On a big screen, Influencer’s sparse and relaxed plotting with little creative ornament would feel tedious, but it’s more watchable on Shudder’s small screen and even rises to the level of satire, sometimes evoking a surprisingly effective and menacing atmosphere. As its first half-hour drew to a close I realised it was the 21st-century equivalent of a high-concept 1980s B Movie, where simple but vivid genre ideas were executed in a slim timeframe.

It’s a little odd that the first third of Influencer is treated like a prologue, but this didn’t affect my enjoyment. The film is definitely padded and uses lots of touristy shots to fill out its runtime, but never painfully so. It’s something that, again, would feel more tedious if you were stuck in a dark auditorium watching it on a big screen. But as a Shudder original, it’s remarkably efficient and well-judged, stretching out a short film concept without snapping it.

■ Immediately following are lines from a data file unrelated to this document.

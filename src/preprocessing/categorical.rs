use hashbrown::HashMap;

use crate::schema::{Attribute, FeatureId, FeatureKind};

/// A category is the active member index of a one-hot family or the integer
/// code of a label-encoded attribute.
pub type Category = usize;

/// Mode imputation followed by one-hot expansion over the categories seen
/// during fitting. A category unseen at fit time encodes as all zeros.
#[derive(Debug, Clone, PartialEq)]
pub struct CategoricalColumn {
    pub attribute: String,
    kind: FeatureKind,
    columns: Vec<FeatureId>,
    options: Vec<String>,
    /// Sorted ascending; position in this list is the output column offset.
    pub vocabulary: Vec<Category>,
    pub mode: Category,
    /// Fitting rows with more than one active family member. Such a row is
    /// read as its first active member.
    pub ambiguous_rows: usize,
}

impl CategoricalColumn {
    pub fn fit(attribute: &Attribute, rows: &[Vec<Option<f64>>]) -> Self {
        let mut counts: HashMap<Category, usize> = HashMap::new();
        let mut ambiguous_rows = 0;
        for row in rows {
            if attribute.kind == FeatureKind::OneHot
                && active_members(&attribute.columns, |p| row[p]) > 1
            {
                ambiguous_rows += 1;
            }
            if let Some(category) = category_of(attribute.kind, &attribute.columns, |p| row[p]) {
                *counts.entry(category).or_insert(0) += 1;
            }
        }

        // Highest count wins, ties go to the smallest category.
        let mode = counts
            .iter()
            .max_by(|(a, a_count), (b, b_count)| a_count.cmp(b_count).then(b.cmp(a)))
            .map(|(category, _)| *category)
            .unwrap_or_else(|| attribute.default_option.unwrap_or(0));

        let mut vocabulary: Vec<Category> = counts.keys().copied().collect();
        if !counts.contains_key(&mode) {
            vocabulary.push(mode);
        }
        vocabulary.sort_unstable();

        CategoricalColumn {
            attribute: attribute.name.clone(),
            kind: attribute.kind,
            columns: attribute.columns.clone(),
            options: attribute.options.clone(),
            vocabulary,
            mode,
            ambiguous_rows,
        }
    }

    pub fn width(&self) -> usize {
        self.vocabulary.len()
    }

    pub fn columns(&self) -> &[FeatureId] {
        &self.columns
    }

    pub fn category<F>(&self, cell: F) -> Option<Category>
    where
        F: Fn(FeatureId) -> Option<f64>,
    {
        category_of(self.kind, &self.columns, cell)
    }

    /// Appends exactly `width()` indicator values to `out`.
    pub fn encode_into(&self, category: Option<Category>, out: &mut Vec<f64>) {
        let category = category.unwrap_or(self.mode);
        let active = self.vocabulary.binary_search(&category).ok();
        out.extend((0..self.vocabulary.len()).map(|offset| {
            if Some(offset) == active {
                1.0
            } else {
                0.0
            }
        }));
    }

    pub fn output_columns(&self) -> impl Iterator<Item = String> + '_ {
        self.vocabulary.iter().map(move |category| {
            match self.options.get(*category) {
                Some(option) => format!("{}={}", self.attribute, option),
                None => format!("{}={}", self.attribute, category),
            }
        })
    }
}

/// `None` when the value is missing: no active family member, an absent
/// cell or a code that is not a non-negative integer.
fn category_of<F>(kind: FeatureKind, columns: &[FeatureId], cell: F) -> Option<Category>
where
    F: Fn(FeatureId) -> Option<f64>,
{
    match kind {
        FeatureKind::OneHot => columns
            .iter()
            .position(|position| cell(*position).map_or(false, |value| value > 0.5)),
        FeatureKind::LabelEncoded => columns
            .first()
            .and_then(|position| cell(*position))
            .filter(|code| code.is_finite() && *code >= 0.0 && code.fract() == 0.0)
            .map(|code| code as Category),
        FeatureKind::Numeric => None,
    }
}

fn active_members<F>(columns: &[FeatureId], cell: F) -> usize
where
    F: Fn(FeatureId) -> Option<f64>,
{
    columns
        .iter()
        .filter(|position| cell(**position).map_or(false, |value| value > 0.5))
        .count()
}
use actix_web::http::StatusCode;
use actix_web::{HttpResponse, ResponseError};
use serde::Serialize;

use crate::error::{AdvisorError, FeedbackError, PipelineError};

pub mod feedback_resource;
pub mod index_resource;
pub mod predict_resource;
pub mod recommend_resource;
pub mod schema_resource;

#[derive(Serialize)]
struct ErrorBody {
    error: String,
}

impl ResponseError for AdvisorError {
    fn status_code(&self) -> StatusCode {
        match self {
            AdvisorError::Query(_) => StatusCode::BAD_REQUEST,
            AdvisorError::Feedback(FeedbackError::RatingNotSelected)
            | AdvisorError::Feedback(FeedbackError::UnknownRating(_)) => {
                StatusCode::UNPROCESSABLE_ENTITY
            }
            AdvisorError::Feedback(FeedbackError::NothingToRate(_)) => StatusCode::CONFLICT,
            AdvisorError::Model(_) => StatusCode::SERVICE_UNAVAILABLE,
            _ => StatusCode::INTERNAL_SERVER_ERROR,
        }
    }

    fn error_response(&self) -> HttpResponse {
        let status = self.status_code();
        match self {
            AdvisorError::Pipeline(PipelineError::SchemaMismatch { .. }) => {
                tracing::error!("request violated the pipeline contract: {}", self)
            }
            _ if status.is_server_error() => tracing::error!("request failed: {}", self),
            _ => tracing::warn!("rejected request: {}", self),
        }
        HttpResponse::build(status).json(ErrorBody {
            error: self.to_string(),
        })
    }
}

#[cfg(test)]
pub(crate) mod test_support {
    use std::sync::Arc;
    use std::time::Duration;

    use crate::config::ModelConfig;
    use crate::dataframeutils::SharedHandlesAndConfig;
    use crate::feedback::FeedbackLogs;
    use crate::model::GradientBoostedTrees;
    use crate::service::RecommenderService;
    use crate::sessions::RocksDBSessionStore;
    use crate::test_fixtures::{small_dataset, PRICE_MODEL};

    pub fn scratch_path(name: &str) -> std::path::PathBuf {
        let path = std::env::temp_dir().join(format!(
            "laptop-advisor-endpoint-{}-{}",
            name,
            std::process::id()
        ));
        let _ = std::fs::remove_dir_all(&path);
        path
    }

    pub fn handles(name: &str, with_model: bool) -> SharedHandlesAndConfig {
        let model = if with_model {
            GradientBoostedTrees::from_json(PRICE_MODEL)
                .ok()
                .map(|model| Box::new(model) as Box<dyn crate::model::PriceModel>)
        } else {
            None
        };
        let settings = ModelConfig {
            neighbors_k: 3,
            similarity_floor: 1.0,
            excluded_features: Vec::new(),
        };
        let service = RecommenderService::build(small_dataset(), settings, model).unwrap();

        let root = scratch_path(name);
        let sessions = root.join("sessions.db");
        let feedback = root.join("feedback");
        std::fs::create_dir_all(&root).unwrap();

        SharedHandlesAndConfig {
            service: Arc::new(service),
            session_store: Arc::new(
                RocksDBSessionStore::new(sessions.to_str().unwrap(), Duration::from_secs(60))
                    .unwrap(),
            ),
            feedback: Arc::new(FeedbackLogs::open(feedback.to_str().unwrap()).unwrap()),
            qty_workers: 1,
            db_compaction_ttl_in_secs: 60,
        }
    }
}

#[cfg(test)]
mod endpoints_test {
    use super::*;
    use crate::error::{ModelError, QueryError};

    #[test]
    fn should_map_errors_to_status_codes() {
        let unknown = AdvisorError::Query(QueryError::UnknownCategory {
            attribute: "brand".to_string(),
            value: "Nonexistent Corp".to_string(),
        });
        assert_eq!(StatusCode::BAD_REQUEST, unknown.status_code());
        assert_eq!(
            StatusCode::UNPROCESSABLE_ENTITY,
            AdvisorError::Feedback(FeedbackError::RatingNotSelected).status_code()
        );
        assert_eq!(
            StatusCode::CONFLICT,
            AdvisorError::Feedback(FeedbackError::NothingToRate("price prediction")).status_code()
        );
        assert_eq!(
            StatusCode::SERVICE_UNAVAILABLE,
            AdvisorError::Model(ModelError::Unavailable).status_code()
        );
        let mismatch = AdvisorError::Pipeline(PipelineError::SchemaMismatch {
            missing: vec!["tipo_Laptop".to_string()],
            unexpected: Vec::new(),
        });
        assert_eq!(StatusCode::INTERNAL_SERVER_ERROR, mismatch.status_code());
    }
}
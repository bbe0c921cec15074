//! Price prediction from a complete feature record.
//!
//! The regressor is an opaque scoring function producing a log price; the
//! currency value is recovered with `exp(log_price) - 1`.

use serde::{Deserialize, Serialize};

use crate::error::ModelError;
use crate::query::FeatureRecord;

pub mod xgboost;

pub use xgboost::GradientBoostedTrees;

pub trait PriceModel: Send + Sync {
    /// The fixed, ordered feature list the model was trained on.
    fn feature_names(&self) -> &[String];

    fn predict_log_price(&self, record: &FeatureRecord) -> Result<f64, ModelError>;
}

#[derive(Debug, Clone, Copy, PartialEq, Serialize, Deserialize)]
pub struct PricePrediction {
    pub log_price: f64,
    pub price: f64,
}

pub fn predict_price(
    model: Option<&dyn PriceModel>,
    record: &FeatureRecord,
) -> Result<PricePrediction, ModelError> {
    let model = model.ok_or(ModelError::Unavailable)?;
    let log_price = model.predict_log_price(record)?;
    if !log_price.is_finite() {
        return Err(ModelError::Malformed(format!(
            "non-finite log price {}",
            log_price
        )));
    }
    Ok(PricePrediction {
        log_price,
        price: log_price.exp_m1(),
    })
}

/// Picks the model's features out of `record` in model order. Every absent
/// key is reported, none is filled in.
pub fn aligned_features(names: &[String], record: &FeatureRecord) -> Result<Vec<f64>, ModelError> {
    let mut values = Vec::with_capacity(names.len());
    let mut missing = Vec::new();
    for name in names {
        match record.get(name) {
            Some(value) => values.push(value),
            None => missing.push(name.clone()),
        }
    }
    if missing.is_empty() {
        Ok(values)
    } else {
        Err(ModelError::MissingFeatures(missing))
    }
}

Influencer also borrows elements from classic horror films, like subterfuge around who our protagonist is before the reveal is made. And once it comes, the reveal is chillingly evil and reminiscent of The Talented Mr Ripley (1999), though obviously not at that level of filmmaking craft. The plot as it develops follows a similar structure to the Anthony Minghella film (itself based on the Patricia Highsmith novel), using an identity theft storyline and the threat of its revelation to move things along. Shades of American Psycho (2000) also emerge in the satirical elements around influencers disappearing without a trace and no one caring; functioning like the interchangeable Wall Street bankers of Patrick Bateman’s world, only with Instagram accounts instead of business cards. There’s certainly a satirical point Influencer is making about the essentially vacuous and reproducible images that social media stars present to the world.

The film is directed by Kurtis David Harder with a crude competency, not at the level of a cinematic feature but not down in the dumps with Z-grade crud either. Its vision of Thailand is straight of a tourist brochure, almost as if Harder sat at the feet of TV holiday programme editors and loaded his film with efficient if slightly vacuous establishing shots of sandy beaches, luxury resorts, picturesque animal enclosures, etc. That said, the filmmaker’s vision of Thailand is oddly empty as a side effect of the lower budget, meaning the lack of people around the characters gives everything a cheap unreality as if it was filmed in a friend’s villa.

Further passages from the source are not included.